Türkiye'deki geçmişi, İvana'nın binde biri kadar olsa da Türkçesi ondan çok çok çok iyi.. Serdar'in bu işte bir parmağı olmalı.. Ama laf aramızda bu konuda ikisi de Galatasaray'ın süperstarı Wesley Sneijder?in karısı, son yengemiz, bacımız Yolanthe'nin eline su dökemez..

Kız; mükemmele yakın konuşuyor dilimizi.. "Sunucu Kız"ın "Co Co" diye seslendiği Chleo, biraz da modadan anlasa diyeceğim ama o yönüne bakan kim değil mi?..

UMUT EKER: Adını kusura bakmasın ilk kez bu yarışma ile duydum.. Ama duruşu ve oylarıyla belli ki sıkı ve haktan yana bir delikanlı..

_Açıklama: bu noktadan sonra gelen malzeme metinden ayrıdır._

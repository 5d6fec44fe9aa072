// Copyright 2021 Vladimir Melnikov.
//
// Licensed under the Apache License, Version 2.0 <LICENSE-APACHE or
// https://www.apache.org/licenses/LICENSE-2.0> or the MIT license
// <LICENSE-MIT or https://opensource.org/licenses/MIT>, at your
// option. This file may not be copied, modified, or distributed
// except according to those terms.

//! This module contains BGP path attributes
//!
//! Every raw attribute carries its typecode, so decoding is a single match
//! over the typecode. A payload that does not fit its typecode is dropped
//! and the record field stays absent; unknown typecodes are dropped too.
use crate::error::BgpError;
use crate::message::update::BgpUpdateRecord;
use crate::util::*;
use crate::BgpDecodeParams;
use log::{debug, trace};
use serde::{Deserialize, Serialize};
use std::collections::BTreeSet;

pub mod aggregatoras;
pub mod aspath;
pub mod atomicaggregate;
pub mod community;
pub mod extcommunity;
pub mod localpref;
pub mod med;
pub mod multiproto;
pub mod nexthop;
pub mod origin;

use aggregatoras::BgpAggregatorAS;
use aspath::BgpASpath;
use atomicaggregate::BgpAtomicAggregate;
use community::{BgpCommunityList, BgpLargeCommunityList};
use extcommunity::BgpExtCommunityList;
use localpref::BgpLocalpref;
use med::BgpMED;
use multiproto::{BgpMPReach, BgpMPUnreach};
use nexthop::BgpNextHop;
use origin::BgpOrigin;

/// BGP path attribute mandatory parameters - typecode and flags
#[derive(Debug, Clone, Copy, Hash, PartialEq, Eq, PartialOrd, Ord, Serialize, Deserialize)]
pub struct BgpAttrParams {
    pub typecode: u8,
    pub flags: u8,
}

/// Type-tagged path attribute as the routing engine hands it over,
/// payload is not interpreted yet.
#[derive(Debug, Clone, PartialEq, Eq, Serialize, Deserialize)]
pub struct BgpAttrRaw {
    #[serde(flatten)]
    pub params: BgpAttrParams,
    /// byte code "meat"
    #[serde(with = "hex")]
    pub value: Vec<u8>,
}
impl BgpAttrRaw {
    pub fn new(tc: u8, flg: u8, value: Vec<u8>) -> BgpAttrRaw {
        BgpAttrRaw {
            params: BgpAttrParams {
                typecode: tc,
                flags: flg,
            },
            value,
        }
    }
}

/// BGP path attribute
#[derive(Debug, Clone, PartialEq, Eq)]
pub enum BgpAttrItem {
    Origin(BgpOrigin),
    ASPath(BgpASpath),
    NextHop(BgpNextHop),
    MED(BgpMED),
    LocalPref(BgpLocalpref),
    AtomicAggregate(BgpAtomicAggregate),
    AggregatorAS(BgpAggregatorAS),
    CommunityList(BgpCommunityList),
    MPUpdates(BgpMPReach),
    MPWithdraws(BgpMPUnreach),
    ExtCommunityList(BgpExtCommunityList),
    LargeCommunityList(BgpLargeCommunityList),
    Unknown(BgpAttrParams),
}

impl BgpAttrItem {
    //https://www.iana.org/assignments/bgp-parameters/bgp-parameters.xhtml
    pub fn decode_from(
        params: &BgpDecodeParams,
        attr: &BgpAttrRaw,
    ) -> Result<BgpAttrItem, BgpError> {
        let buf = attr.value.as_slice();
        match attr.params.typecode {
            1 => Ok(BgpAttrItem::Origin(BgpOrigin::decode_from(buf)?)),
            2 => Ok(BgpAttrItem::ASPath(BgpASpath::decode_from(params, buf)?)),
            3 => Ok(BgpAttrItem::NextHop(BgpNextHop::decode_from(buf)?)),
            4 => Ok(BgpAttrItem::MED(BgpMED::decode_from(buf)?)),
            5 => Ok(BgpAttrItem::LocalPref(BgpLocalpref::decode_from(buf)?)),
            6 => Ok(BgpAttrItem::AtomicAggregate(
                BgpAtomicAggregate::decode_from(buf)?,
            )),
            7 => Ok(BgpAttrItem::AggregatorAS(BgpAggregatorAS::decode_from(buf)?)),
            8 => Ok(BgpAttrItem::CommunityList(BgpCommunityList::decode_from(
                buf,
            )?)),
            14 => Ok(BgpAttrItem::MPUpdates(BgpMPReach::decode_from(buf)?)),
            15 => Ok(BgpAttrItem::MPWithdraws(BgpMPUnreach::decode_from(buf)?)),
            16 => Ok(BgpAttrItem::ExtCommunityList(
                BgpExtCommunityList::decode_from(buf)?,
            )),
            32 => Ok(BgpAttrItem::LargeCommunityList(
                BgpLargeCommunityList::decode_from(buf)?,
            )),
            _ => Ok(BgpAttrItem::Unknown(attr.params)),
        }
    }
    /// Stores attribute value into the matching record field(s).
    pub fn apply_to(self, rec: &mut BgpUpdateRecord) {
        match self {
            BgpAttrItem::Origin(pa) => rec.origin = Some(pa.value),
            BgpAttrItem::ASPath(pa) => rec.as_path = pa.segments(),
            BgpAttrItem::NextHop(pa) => rec.next_hop = Some(pa.value),
            BgpAttrItem::MED(pa) => rec.med = Some(pa.value),
            BgpAttrItem::LocalPref(pa) => rec.local_pref = Some(pa.value),
            BgpAttrItem::AtomicAggregate(_) => rec.atomic_aggregate = true,
            BgpAttrItem::AggregatorAS(pa) => {
                rec.aggregator_as = Some(pa.asn);
                rec.aggregator_address = Some(pa.addr);
            }
            BgpAttrItem::CommunityList(pa) => {
                rec.communities = pa.raw_values();
                rec.community_strings = pa.strings();
            }
            BgpAttrItem::MPUpdates(pa) => {
                if rec.mp_reach_nlri.is_none() {
                    rec.mp_reach_nlri = Some(pa);
                }
            }
            BgpAttrItem::MPWithdraws(pa) => {
                if rec.mp_unreach_nlri.is_none() {
                    rec.mp_unreach_nlri = Some(pa);
                }
            }
            BgpAttrItem::ExtCommunityList(pa) => rec.extended_communities = pa.value,
            BgpAttrItem::LargeCommunityList(pa) => rec.large_communities = pa.value,
            BgpAttrItem::Unknown(_) => {}
        }
    }
}

/// Decodes attribute list into the record. The first successfully decoded
/// occurrence of a typecode binds, later duplicates are ignored.
pub fn decode_attrs_into(
    params: &BgpDecodeParams,
    attrs: &[BgpAttrRaw],
    rec: &mut BgpUpdateRecord,
) {
    let mut bound = BTreeSet::<u8>::new();
    for attr in attrs.iter() {
        let tc = attr.params.typecode;
        if bound.contains(&tc) {
            trace!("Duplicate PA TC={} ignored", tc);
            continue;
        }
        match BgpAttrItem::decode_from(params, attr) {
            Ok(BgpAttrItem::Unknown(p)) => {
                trace!(
                    "Unknown PA TC={:?} flags={:?} len={:?}",
                    p.typecode,
                    p.flags,
                    attr.value.len()
                );
            }
            Ok(item) => {
                item.apply_to(rec);
                bound.insert(tc);
            }
            Err(e) => {
                debug!(
                    "Malformed PA TC={:?} flags={:?} {:?}: {}",
                    tc, attr.params.flags, attr.value, e
                );
            }
        }
    }
}

#[cfg(test)]
mod tests {
    use super::*;
    use crate::message::attributes::origin::BgpAttrOrigin;

    fn decode(attrs: &[BgpAttrRaw]) -> BgpUpdateRecord {
        let mut rec = BgpUpdateRecord::new("192.0.2.2".to_string(), 0, false);
        decode_attrs_into(&BgpDecodeParams::default(), attrs, &mut rec);
        rec
    }

    fn sample_attrs() -> Vec<BgpAttrRaw> {
        vec![
            BgpAttrRaw::new(1, 64, vec![0]),
            BgpAttrRaw::new(2, 80, vec![2, 2, 0, 0, 0xfd, 0xe9, 0, 0, 0xfd, 0xea]),
            BgpAttrRaw::new(3, 64, vec![192, 0, 2, 2]),
            BgpAttrRaw::new(4, 128, vec![0, 0, 0, 0]),
            BgpAttrRaw::new(5, 64, vec![0, 0, 0, 100]),
            BgpAttrRaw::new(8, 192, vec![0, 2, 0, 10]),
        ]
    }

    #[test]
    fn test_decode_all_kinds() {
        let rec = decode(&[
            BgpAttrRaw::new(1, 64, vec![2]),
            BgpAttrRaw::new(2, 80, vec![2, 1, 0, 0, 0xfd, 0xe9]),
            BgpAttrRaw::new(3, 64, vec![192, 0, 2, 2]),
            BgpAttrRaw::new(4, 128, vec![0, 0, 0, 5]),
            BgpAttrRaw::new(5, 64, vec![0, 0, 0, 100]),
            BgpAttrRaw::new(6, 64, vec![]),
            BgpAttrRaw::new(7, 192, vec![0, 0, 0xfd, 0xe9, 10, 0, 0, 1]),
            BgpAttrRaw::new(8, 192, vec![0, 2, 0, 10]),
            BgpAttrRaw::new(16, 192, vec![0, 2, 0xfd, 0xe9, 0, 0, 0, 100]),
            BgpAttrRaw::new(32, 192, vec![0, 0, 0xfd, 0xe9, 0, 0, 0, 1, 0, 0, 0, 2]),
        ]);
        assert_eq!(rec.origin, Some(BgpAttrOrigin::Incomplete));
        assert_eq!(rec.as_path, vec![vec![65001]]);
        assert_eq!(rec.next_hop, Some("192.0.2.2".parse().unwrap()));
        assert_eq!(rec.med, Some(5));
        assert_eq!(rec.local_pref, Some(100));
        assert!(rec.atomic_aggregate);
        assert_eq!(rec.aggregator_as, Some(65001));
        assert_eq!(rec.aggregator_address, Some(std::net::Ipv4Addr::new(10, 0, 0, 1)));
        assert_eq!(rec.communities, vec![131082]);
        assert_eq!(rec.community_strings, vec!["2:10"]);
        assert_eq!(rec.extended_communities.len(), 1);
        assert_eq!(rec.large_communities[0].ldp2, 2);
    }
    #[test]
    fn test_zero_values_are_present() {
        let rec = decode(&sample_attrs());
        assert_eq!(rec.med, Some(0));
        assert_eq!(rec.origin, Some(BgpAttrOrigin::Igp));
        let none = decode(&[]);
        assert_eq!(none.med, None);
        assert_eq!(none.origin, None);
    }
    #[test]
    fn test_unknown_attr_isolated() {
        let base = decode(&sample_attrs());
        let unknown = BgpAttrRaw::new(99, 192, vec![1, 2, 3, 4, 5]);
        for pos in 0..=sample_attrs().len() {
            let mut attrs = sample_attrs();
            attrs.insert(pos, unknown.clone());
            assert_eq!(decode(&attrs), base);
        }
    }
    #[test]
    fn test_malformed_attr_isolated() {
        let mut attrs = sample_attrs();
        attrs.insert(2, BgpAttrRaw::new(4, 128, vec![0, 1]));
        let rec = decode(&attrs);
        // malformed MED does not block the well-formed one that follows
        assert_eq!(rec.med, Some(0));
        assert_eq!(rec.local_pref, Some(100));
        let rec = decode(&[BgpAttrRaw::new(1, 64, vec![7])]);
        assert_eq!(rec, decode(&[]));
    }
    #[test]
    fn test_first_occurrence_binds() {
        let rec = decode(&[
            BgpAttrRaw::new(5, 64, vec![0, 0, 0, 100]),
            BgpAttrRaw::new(5, 64, vec![0, 0, 0, 200]),
        ]);
        assert_eq!(rec.local_pref, Some(100));
    }
    #[test]
    fn test_raw_attr_serde() {
        let a: BgpAttrRaw =
            serde_json::from_str(r#"{"typecode":1,"flags":64,"value":"01"}"#).unwrap();
        assert_eq!(a, BgpAttrRaw::new(1, 64, vec![1]));
        assert_eq!(
            serde_json::to_string(&a).unwrap(),
            r#"{"typecode":1,"flags":64,"value":"01"}"#
        );
    }
}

BURAK KUT VE NİHAT DOĞAN'A YAZIK OLDU:

ATV'de yayınlanan, sunuculuğunu Behzat Uygur'un yaptığı, jüri koltuğunda Hande Ataizi, Nihat Doğan ve Burak Kut'un oturduğu 'En Sevdiğim 3 Şarkı" ekranda 3. haftasını göremeden reyting kurbanı oldu gitti. Oysa; format mükemmeldi...

Tam Türk izleyicisine göre (bol ağlamaklı, bol acılı şarkılı türkülü).. Sunucu mükemmeldi.. Burak ve Nihat Doğan zaten keyif veriyordu.. Eee kim kaldı geriye?.. O kaldı..

Yani Hande Ataizi.. Her tohuma maydanoz kızımız, paranın sihirli büyüsünden kendini alamadığı için oturuverdi altına uzatılan koltuğa.. Oysa onun yerinde bir Yıldız Tilbe olsaydı.. İnanın tadından yenmezdi.. Değil iki haftada veda etmek, kışı çıkartır, yaz sezonunda bile devam ederdi...

Diyeceklerim bundan ibaret Hakim Bey!